** TASK ITEM **
Copy out the entries that come next, exactly.

** PROVIDED RECORDS **
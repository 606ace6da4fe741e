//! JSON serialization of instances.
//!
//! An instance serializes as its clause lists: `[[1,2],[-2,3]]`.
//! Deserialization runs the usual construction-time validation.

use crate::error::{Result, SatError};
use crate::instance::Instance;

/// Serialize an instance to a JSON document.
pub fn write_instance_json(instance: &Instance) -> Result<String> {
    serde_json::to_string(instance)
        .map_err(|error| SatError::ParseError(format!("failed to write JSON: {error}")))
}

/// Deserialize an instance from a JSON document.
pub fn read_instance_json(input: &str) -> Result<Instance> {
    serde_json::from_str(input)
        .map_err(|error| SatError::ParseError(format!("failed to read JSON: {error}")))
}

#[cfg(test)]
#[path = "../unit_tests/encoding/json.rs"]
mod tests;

** SOLVED EXERCISE **
repository 606ace6da4fe741e
//! JSON serialization of instances.
//!
//! An instance serializes as its clause lists: `[[1,2],[-2,3]]`.
//! Deserialization runs the usual construction-time validation.

use crate::error::{Result, SatError};
use crate::instance::Instance;

/// Serialize an instance to a JSON document.
pub fn write_instance_json(instance: &Instance) -> Result<String> {
    serde_json::to_string(instance)
        .map_err(|error| SatError::ParseError(format!("failed to write JSON: {error}")))
}

/// Deserialize an instance from a JSON document.
pub fn read_instance_json(input: &str) -> Result<Instance> {
    serde_json::from_str(input)
        .map_err(|error| SatError::ParseError(format!("failed to read JSON: {error}")))
}

#[cfg(test)]
#[path = "../unit_tests/encoding/json.rs"]
mod tests;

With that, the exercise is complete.